Some of Europe’s natural gas comes from domestic sources, but most is imported from pipelines stretching north into Norway, east into Russia and south into Algeria. About 20 percent comes in on ships, mainly from the Persian Gulf. Many importers have made long-term bilateral deals with Russia to guarantee their supplies at fixed prices.
In theory, new pipelines to the Middle East and Central Asia, as well as increased imports of liquefied natural gas on ships, could free Europeans from the need to buy their gas through Russia. That’s already happening; existing LNG terminals and new ones under construction should be able to handle about 44 percent more gas than they do now, for example. But these projects take a long time.
Besides, boycotting Russian natural gas would probably increase prices for European consumers, even if the U.S. lifted its export restrictions. Right now, gas prices vary widely across the world based in part on the ease of transporting it. The spot price of natural gas in Japan, which is almost all imported on ships after being liquefied, is more than twice as expensive as the spot price of natural gas in the U.S., much of which is moved around in pipelines from domestic fields. Current European prices are somewhere in the middle, but attempting to replace a third of its supply with liquefied imports won’t be cheap.
It’s also unclear how a boycott would actually affect Russia’s export earnings. While unused pipelines would hurt profit margins, that could be offset by an increase in sales of liquefied natural gas exported to Asia at higher prices. It would be inconvenient at first, but not necessarily that damaging to Russia.
The better and quicker options for Europe are reducing its demand for gas and stockpiling transportable emergency supplies to limit Russia’s ability to turn off the heat during the winter.
Cutting demand means improving efficiency and investing in alternative sources of energy. (Contrary to what you may have heard, European shale gas probably won’t be one of them.) One European source estimates that existing buildings could reduce heating demand by as much as 50 percent through proper retrofitting, while new buildings could cut heating needs by up to 95 percent compared to existing structures.

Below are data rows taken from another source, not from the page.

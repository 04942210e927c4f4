use anyhow::{Context, Result};
use serde::{Deserialize, Serialize};
use std::path::Path;

use super::grid::{Grid, GridMapper};

/// Total hardware sprite slots
pub const MAX_SPRITES: usize = 40;
/// Slot reserved for the food marker
pub const FOOD_SPRITE_SLOT: u8 = 39;
/// Segment capacity, one less than the sprite budget
pub const MAX_SNAKE: usize = FOOD_SPRITE_SLOT as usize;
/// Length of a freshly initialized snake
pub const INITIAL_SNAKE_LENGTH: usize = 3;

/// Configuration for the game
#[derive(Debug, Clone, PartialEq, Eq, Serialize, Deserialize)]
#[serde(default)]
pub struct GameConfig {
    /// Width of the game grid in cells
    pub grid_width: u8,
    /// Height of the game grid in cells
    pub grid_height: u8,
    /// Edge length of one cell in pixels
    pub cell_size: u16,
    /// Horizontal pixel offset of cell (0, 0)
    pub offset_x: u16,
    /// Vertical pixel offset of cell (0, 0)
    pub offset_y: u16,
    /// Frames between movement ticks
    pub frame_delay: u16,
    /// Fixed RNG seed; the platform entropy source is used when unset
    pub seed: Option<u16>,
}

impl Default for GameConfig {
    fn default() -> Self {
        Self {
            grid_width: 20,
            grid_height: 18,
            cell_size: 8,
            offset_x: 8,
            offset_y: 16,
            frame_delay: 6,
            seed: None,
        }
    }
}

impl GameConfig {
    /// Create a new configuration with custom grid size
    pub fn new(width: u8, height: u8) -> Self {
        Self {
            grid_width: width,
            grid_height: height,
            ..Default::default()
        }
    }

    /// Create a small grid for testing
    pub fn small() -> Self {
        Self::new(10, 10)
    }

    /// Load a configuration from a JSON file. Missing fields take their
    /// default values.
    pub fn from_json_file(path: &Path) -> Result<Self> {
        let json = std::fs::read_to_string(path)
            .with_context(|| format!("Failed to read config from {:?}", path))?;
        let config: GameConfig = serde_json::from_str(&json)
            .with_context(|| format!("Failed to parse config {:?}", path))?;
        Ok(config)
    }

    pub fn grid(&self) -> Grid {
        Grid::new(self.grid_width, self.grid_height)
    }

    pub fn mapper(&self) -> GridMapper {
        GridMapper::new(self.cell_size, self.offset_x, self.offset_y)
    }

    /// Validate configuration parameters
    ///
    /// # Returns
    ///
    /// `Ok(())` if all parameters are valid, `Err(String)` with an error message otherwise.
    pub fn validate(&self) -> Result<(), String> {
        if (self.grid_width as usize) < INITIAL_SNAKE_LENGTH + 1 {
            return Err(format!(
                "grid_width must be at least {}, got {}",
                INITIAL_SNAKE_LENGTH + 1,
                self.grid_width
            ));
        }

        if self.grid_height == 0 {
            return Err("grid_height must be at least 1".to_string());
        }

        if self.cell_size == 0 {
            return Err("cell_size must be at least 1".to_string());
        }

        if self.frame_delay == 0 {
            return Err("frame_delay must be at least 1".to_string());
        }

        let far_x = (self.grid_width as u16 - 1)
            .checked_mul(self.cell_size)
            .and_then(|px| px.checked_add(self.offset_x));
        let far_y = (self.grid_height as u16 - 1)
            .checked_mul(self.cell_size)
            .and_then(|py| py.checked_add(self.offset_y));
        if far_x.is_none() || far_y.is_none() {
            return Err(format!(
                "a {}x{} grid of {}px cells does not fit in 16-bit pixel space",
                self.grid_width, self.grid_height, self.cell_size
            ));
        }

        // unused sprites are parked at (0, 0) and must stay off-screen
        if self.mapper().to_grid_position(0, 0).is_some() {
            return Err(
                "offset_x or offset_y must be nonzero; (0, 0) is the parked sprite position"
                    .to_string(),
            );
        }

        Ok(())
    }
}
//! Sprite Snake - a fixed-timestep grid snake for sprite-budgeted hardware
//!
//! This library provides:
//! - Core game logic: snake buffer, wrap-around movement, food and growth (game module)
//! - The platform seam the game draws and reads input through (platform module)
//! - Terminal input and rendering for the terminal platform (input, render modules)
//! - The frame-locked game loop and its execution modes (modes module)

pub mod game;
pub mod input;
pub mod modes;
pub mod platform;
pub mod render;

A model for alternative energy sources is France, which gets about three-quarters of its electric power from nuclear plants and consumed 41 percent less natural gas than Italy last year despite its similar population size and a cooler climate. (Germany has gone the other way, pledging to shut down all of its nuclear power plants by 2022. Since 2011, it has decommissioned eight of its plants, leaving only nine operational and leading to greater use of coal.)
More solar power and wind power would also be helpful, although they may require large subsidies. One way to get public support for the taxes those subsidies would require could be to explicitly tie those taxes to reducing Russian influence in European affairs.
Most European countries can’t wean themselves off Russian natural gas overnight. But if they want to penalize Russian adventurism, natural gas is as much a weapon as a weakness
(Matthew C. Klein is a writer for Bloomberg View. Follow him on Twitter at @M_C_Klein.)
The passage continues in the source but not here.